Möglicherweise bin ich aber auch nur sauer, dass mein geplanter Spaziergang am Strand von Newport buchstäblich ins Wasser gefallen ist. Wie im Grunde der ganze Tag.

Newport1

Newport2

Newport3

Newport4

Der erste Programmpunkt heute war aber noch wie geplant: ein ausgedehnter Besuch in The Breakers, einem Palast der Vanderbilt-Familie, die eine gewisse Vorliebe und auch das nötige Kleingeld für teure Hölzer, Blattgold und Pomp sondergleichen hatte.
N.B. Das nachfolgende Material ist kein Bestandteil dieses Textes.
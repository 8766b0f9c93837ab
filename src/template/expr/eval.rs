//! Tree-walking evaluator
//!
//! Evaluation is pure: expressions only read their scope and can neither
//! touch the filesystem nor mutate values visible to other expressions.
//! `let` bindings live in a copy of the scope local to one block.

use std::cmp::Ordering;
use std::rc::Rc;

use super::parser::{BinaryOp, Expr, LogicalOp, Program, Stmt, UnaryOp};
use super::value::{Builtin, DynamicKey, Function, Lambda, Object, Scope, Value, MAX_SAFE_INTEGER};

type EvalResult = Result<Value, String>;

/// Upper bound on the length of a list built by `range`
const MAX_RANGE: f64 = 1_000_000.0;

pub fn eval(expr: &Expr, scope: &Scope) -> EvalResult {
    match expr {
        Expr::Number(n) => Ok(Value::Number(*n)),
        Expr::Str(s) => Ok(Value::String(s.clone())),
        Expr::Bool(b) => Ok(Value::Bool(*b)),
        Expr::Null => Ok(Value::Null),
        Expr::NoValue => Ok(Value::NoValue),
        Expr::Ident(name) => lookup(name, scope),
        Expr::List(items) => items
            .iter()
            .map(|item| eval(item, scope))
            .collect::<Result<Vec<_>, _>>()
            .map(Value::List),
        Expr::Object(entries) => {
            let mut object = Object::new();
            for (key, value) in entries {
                object.insert(key.clone(), eval(value, scope)?);
            }
            Ok(Value::Object(object))
        }
        Expr::Unary(op, operand) => unary(*op, eval(operand, scope)?),
        Expr::Binary(op, left, right) => {
            let left = eval(left, scope)?;
            let right = eval(right, scope)?;
            binary(*op, left, right)
        }
        Expr::Logical(op, left, right) => {
            let left = eval(left, scope)?;
            let settled = match op {
                LogicalOp::And => !left.is_truthy(),
                LogicalOp::Or => left.is_truthy(),
                LogicalOp::Coalesce => !matches!(left, Value::NoValue | Value::Null),
            };
            if settled {
                Ok(left)
            } else {
                eval(right, scope)
            }
        }
        Expr::Conditional(condition, then, otherwise) => {
            if eval(condition, scope)?.is_truthy() {
                eval(then, scope)
            } else {
                eval(otherwise, scope)
            }
        }
        Expr::Member(target, name) => member(eval(target, scope)?, name),
        Expr::Index(target, index) => {
            let target = eval(target, scope)?;
            let index = eval(index, scope)?;
            index_value(target, index)
        }
        Expr::Call(callee, args) => {
            if let Expr::Member(receiver, name) = callee.as_ref() {
                let receiver = eval(receiver, scope)?;
                let args = eval_all(args, scope)?;
                // a function stored on an object is called, not dispatched
                if let Value::Object(object) = &receiver {
                    if let Some(Value::Function(function)) = object.get(name) {
                        return call(function, args);
                    }
                }
                return call_method(receiver, name, args);
            }
            match eval(callee, scope)? {
                Value::Function(function) => call(&function, eval_all(args, scope)?),
                other => Err(format!("a {} is not callable", other.type_name())),
            }
        }
        Expr::Lambda(params, body) => Ok(Value::Function(Function::Lambda(Rc::new(Lambda {
            params: params.clone(),
            body: Rc::clone(body),
            captured: scope.clone(),
        })))),
    }
}

/// Run a statement sequence; it must end in `return`
pub fn exec(program: &Program, scope: &Scope) -> EvalResult {
    let mut local = scope.clone();
    for statement in &program.statements {
        match statement {
            Stmt::Let(name, value) => {
                let value = eval(value, &local)?;
                local.set(name.clone(), value);
            }
            Stmt::Return(value) => return eval(value, &local),
            Stmt::Expr(expr) => {
                eval(expr, &local)?;
            }
        }
    }
    Err("block has more than one statement but never returns a value".to_string())
}

pub fn call(function: &Function, args: Vec<Value>) -> EvalResult {
    match function {
        Function::Builtin(builtin) => call_builtin(*builtin, args),
        Function::Lambda(lambda) => {
            let mut scope = lambda.captured.clone();
            let mut args = args.into_iter();
            for param in &lambda.params {
                scope.set(param.clone(), args.next().unwrap_or(Value::NoValue));
            }
            eval(&lambda.body, &scope)
        }
    }
}

fn lookup(name: &str, scope: &Scope) -> EvalResult {
    if let Some(value) = scope.get(name) {
        return Ok(value.clone());
    }
    Builtin::from_name(name)
        .map(|builtin| Value::Function(Function::Builtin(builtin)))
        .ok_or_else(|| format!("'{}' is not defined", name))
}

fn eval_all(args: &[Expr], scope: &Scope) -> Result<Vec<Value>, String> {
    args.iter().map(|arg| eval(arg, scope)).collect()
}

fn nth(args: &[Value], n: usize) -> Value {
    args.get(n).cloned().unwrap_or(Value::NoValue)
}

fn string_arg(args: &[Value], n: usize, method: &str) -> Result<String, String> {
    match args.get(n) {
        Some(Value::String(s)) => Ok(s.clone()),
        Some(other) => Err(format!(
            "{}() expects a string argument, got {}",
            method,
            other.type_name()
        )),
        None => Err(format!("{}() is missing a string argument", method)),
    }
}

fn number_arg(args: &[Value], n: usize, method: &str) -> Result<f64, String> {
    match args.get(n) {
        Some(Value::Number(x)) => Ok(*x),
        Some(other) => Err(format!(
            "{}() expects a number argument, got {}",
            method,
            other.type_name()
        )),
        None => Err(format!("{}() is missing a number argument", method)),
    }
}

fn function_arg(args: &[Value], n: usize, method: &str) -> Result<Function, String> {
    match args.get(n) {
        Some(Value::Function(function)) => Ok(function.clone()),
        _ => Err(format!("{}() expects a function argument", method)),
    }
}

fn object_arg(args: &[Value], method: &str) -> Result<Object, String> {
    match args.first() {
        Some(Value::Object(object)) => Ok(object.clone()),
        Some(other) => Err(format!("{}() expects an object, got {}", method, other.type_name())),
        None => Err(format!("{}() is missing an object argument", method)),
    }
}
Fotografieren war leider nur von außen erlaubt, aber ich bin noch immer so geflasht von all den Eindrücken, dass ich noch gar nicht wieder in der Lage wäre, Bilder zu sortieren.

The Breakers1

The Breakers2

Leider regnete es die ganze Zeit ziemlich heftig weiter, was meine Laune nicht gerade hob.

Regen1

Regen2

Regen3

Wir verlegten unseren geplanten Mittagsstopp in eine Mall, weil niemand Lust hatte, in knöcheltiefem Wasser herumzuwaten. Denn so hoch stand es mittlerweile in den Straßen. In der Mall gab es zu meinem Verderben einen Comic- und Gedönsladen, so dass sich unsere kleine Reisegruppe erneut erweiterte.

Minion

Howard

Spontan gab es noch einen kleinen Abstecher zu einer Cranberry-Farm, der hochinteressant war. Besonders schön war, dass die Dame vor mir sich bemüßigt fühlte, mir den Vortrag des Farmers, den ich im Übrigen zu etwa 100 Prozent verstanden hatte, noch einmal nachzuerzählen – und zwar falsch. Ich liebe es. Nicht.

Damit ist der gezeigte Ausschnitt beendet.